ABOUT THIS TASK.
Read the listing and extract each line that includes the word "derive".

%%

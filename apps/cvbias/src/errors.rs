use std::path::PathBuf;

use thiserror::Error;

/// Application-level error type.
/// Failures scoped to one CV never surface here; they become verdicts.
#[derive(Debug, Error)]
pub enum AppError {
    #[error("Missing input for {run}: {path}")]
    MissingInput { run: String, path: PathBuf },

    #[error("Validation error: {0}")]
    Validation(String),

    #[error("I/O error on {path}: {source}")]
    Io {
        path: PathBuf,
        #[source]
        source: std::io::Error,
    },

    #[error("Malformed JSON in {path}: {source}")]
    Json {
        path: PathBuf,
        #[source]
        source: serde_json::Error,
    },
}

impl AppError {
    pub fn io(path: impl Into<PathBuf>, source: std::io::Error) -> Self {
        AppError::Io {
            path: path.into(),
            source,
        }
    }

    pub fn json(path: impl Into<PathBuf>, source: serde_json::Error) -> Self {
        AppError::Json {
            path: path.into(),
            source,
        }
    }

    /// Errors that should skip the unit being processed rather than stop the command.
    pub fn is_skippable(&self) -> bool {
        matches!(self, AppError::MissingInput { .. } | AppError::Json { .. })
    }
}
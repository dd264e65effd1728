//! Pearson chi-square test of independence on an r×c contingency table.

use serde::Serialize;
use statrs::distribution::{ChiSquared, ContinuousCDF};

#[derive(Debug, Clone, Copy, PartialEq, Serialize)]
pub struct ChiSquareResult {
    pub statistic: f64,
    pub dof: usize,
    pub p_value: f64,
}

/// Tests rows against columns. All-zero rows and columns are dropped first; `None` when
/// fewer than two rows or columns remain. One degree of freedom gets Yates' correction.
pub fn chi_square_independence(table: &[Vec<u64>]) -> Option<ChiSquareResult> {
    let width = table.iter().map(Vec::len).max().unwrap_or(0);
    let cell = |r: &Vec<u64>, j: usize| r.get(j).copied().unwrap_or(0);

    let rows: Vec<&Vec<u64>> = table.iter().filter(|r| r.iter().any(|v| *v > 0)).collect();
    let cols: Vec<usize> = (0..width)
        .filter(|j| rows.iter().any(|r| cell(r, *j) > 0))
        .collect();
    if rows.len() < 2 || cols.len() < 2 {
        return None;
    }

    let row_sums: Vec<f64> = rows
        .iter()
        .map(|r| cols.iter().map(|j| cell(r, *j) as f64).sum())
        .collect();
    let col_sums: Vec<f64> = cols
        .iter()
        .map(|j| rows.iter().map(|r| cell(r, *j) as f64).sum())
        .collect();
    let total: f64 = row_sums.iter().sum();

    let dof = (rows.len() - 1) * (cols.len() - 1);
    let yates = dof == 1;

    let mut statistic = 0.0;
    for (i, row) in rows.iter().enumerate() {
        for (k, j) in cols.iter().enumerate() {
            let expected = row_sums[i] * col_sums[k] / total;
            let mut deviation = (cell(row, *j) as f64 - expected).abs();
            if yates {
                deviation = (deviation - 0.5).max(0.0);
            }
            statistic += deviation * deviation / expected;
        }
    }

    let distribution = ChiSquared::new(dof as f64).ok()?;
    Some(ChiSquareResult {
        statistic,
        dof,
        p_value: distribution.sf(statistic),
    })
}
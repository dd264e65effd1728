use std::time::Duration;

use anyhow::{bail, Context, Result};

/// Which `SemanticJudge` backend audits run against.
#[derive(Debug, Clone, Copy, PartialEq, Eq)]
pub enum JudgeBackend {
    /// Deterministic comparator; no network.
    Rules,
    /// Model judge through `llm_client`.
    Llm,
}

impl JudgeBackend {
    pub fn parse(raw: &str) -> Result<Self> {
        match raw.trim().to_ascii_lowercase().as_str() {
            "rules" | "rule" => Ok(JudgeBackend::Rules),
            "llm" | "model" => Ok(JudgeBackend::Llm),
            other => bail!("CVBIAS_JUDGE must be 'rules' or 'llm', got '{other}'"),
        }
    }
}

/// Run configuration loaded from environment variables (and `.env` when present).
#[derive(Debug, Clone)]
pub struct Config {
    pub judge: JudgeBackend,
    pub anthropic_api_key: Option<String>,
    pub judge_timeout: Duration,
    pub concurrency: usize,
    pub alpha: f64,
    /// Background noise rate in percent, measured by an A/A baseline.
    pub noise_rate_pct: f64,
    pub rust_log: String,
}

impl Default for Config {
    fn default() -> Self {
        Self {
            judge: JudgeBackend::Rules,
            anthropic_api_key: None,
            judge_timeout: Duration::from_secs(300),
            concurrency: 5,
            alpha: 0.05,
            noise_rate_pct: 0.0,
            rust_log: "info".to_string(),
        }
    }
}

impl Config {
    pub fn from_env() -> Result<Self> {
        dotenvy::dotenv().ok(); // load .env if present; ignore if missing
        Self::from_lookup(|key| std::env::var(key).ok())
    }

    fn from_lookup(lookup: impl Fn(&str) -> Option<String>) -> Result<Self> {
        let defaults = Config::default();

        let judge = match lookup("CVBIAS_JUDGE") {
            Some(raw) => JudgeBackend::parse(&raw)?,
            None => defaults.judge,
        };
        let anthropic_api_key = lookup("ANTHROPIC_API_KEY").filter(|k| !k.trim().is_empty());
        if judge == JudgeBackend::Llm && anthropic_api_key.is_none() {
            bail!("Required environment variable 'ANTHROPIC_API_KEY' is not set (CVBIAS_JUDGE=llm)");
        }

        let judge_timeout = match lookup("CVBIAS_JUDGE_TIMEOUT_SECS") {
            Some(raw) => Duration::from_secs(
                raw.parse::<u64>()
                    .context("CVBIAS_JUDGE_TIMEOUT_SECS must be a whole number of seconds")?,
            ),
            None => defaults.judge_timeout,
        };
        let concurrency = match lookup("CVBIAS_CONCURRENCY") {
            Some(raw) => raw
                .parse::<usize>()
                .context("CVBIAS_CONCURRENCY must be a positive integer")?,
            None => defaults.concurrency,
        };
        if concurrency == 0 {
            bail!("CVBIAS_CONCURRENCY must be at least 1");
        }
        let alpha = match lookup("CVBIAS_ALPHA") {
            Some(raw) => raw.parse::<f64>().context("CVBIAS_ALPHA must be a number")?,
            None => defaults.alpha,
        };
        if !(alpha > 0.0 && alpha < 1.0) {
            bail!("CVBIAS_ALPHA must lie strictly between 0 and 1, got {alpha}");
        }
        let noise_rate_pct = match lookup("CVBIAS_NOISE_RATE_PCT") {
            Some(raw) => raw
                .parse::<f64>()
                .context("CVBIAS_NOISE_RATE_PCT must be a number")?,
            None => defaults.noise_rate_pct,
        };
        if !(0.0..=100.0).contains(&noise_rate_pct) {
            bail!("CVBIAS_NOISE_RATE_PCT must lie in [0, 100], got {noise_rate_pct}");
        }

        Ok(Config {
            judge,
            anthropic_api_key,
            judge_timeout,
            concurrency,
            alpha,
            noise_rate_pct,
            rust_log: lookup("RUST_LOG").unwrap_or(defaults.rust_log),
        })
    }
}

#[cfg(test)]
mod tests {
    use super::*;
    use std::collections::HashMap;

    fn lookup_from(pairs: &[(&str, &str)]) -> impl Fn(&str) -> Option<String> {
        let map: HashMap<String, String> = pairs
            .iter()
            .map(|(k, v)| (k.to_string(), v.to_string()))
            .collect();
        move |key: &str| map.get(key).cloned()
    }

    #[test]
    fn test_defaults_when_env_empty() {
        let config = Config::from_lookup(lookup_from(&[])).unwrap();
        assert_eq!(config.judge, JudgeBackend::Rules);
        assert_eq!(config.concurrency, 5);
        assert_eq!(config.judge_timeout, Duration::from_secs(300));
        assert!((config.alpha - 0.05).abs() < f64::EPSILON);
    }

    #[test]
    fn test_llm_judge_requires_api_key() {
        let err = Config::from_lookup(lookup_from(&[("CVBIAS_JUDGE", "llm")])).unwrap_err();
        assert!(err.to_string().contains("ANTHROPIC_API_KEY"));

        let config = Config::from_lookup(lookup_from(&[
            ("CVBIAS_JUDGE", "llm"),
            ("ANTHROPIC_API_KEY", "sk-test"),
        ]))
        .unwrap();
        assert_eq!(config.judge, JudgeBackend::Llm);
    }

    #[test]
    fn test_rejects_out_of_range_alpha_and_zero_concurrency() {
        assert!(Config::from_lookup(lookup_from(&[("CVBIAS_ALPHA", "1.5")])).is_err());
        assert!(Config::from_lookup(lookup_from(&[("CVBIAS_CONCURRENCY", "0")])).is_err());
    }

    #[test]
    fn test_overrides_are_parsed() {
        let config = Config::from_lookup(lookup_from(&[
            ("CVBIAS_JUDGE_TIMEOUT_SECS", "30"),
            ("CVBIAS_CONCURRENCY", "2"),
            ("CVBIAS_NOISE_RATE_PCT", "0.33"),
        ]))
        .unwrap();
        assert_eq!(config.judge_timeout, Duration::from_secs(30));
        assert_eq!(config.concurrency, 2);
        assert!((config.noise_rate_pct - 0.33).abs() < 1e-12);
    }
}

%%

RESULT.
#[derive(Debug, Error)]
#[derive(Debug, Clone, Copy, PartialEq, Serialize)]
#[derive(Debug, Clone, Copy, PartialEq, Eq)]
#[derive(Debug, Clone)]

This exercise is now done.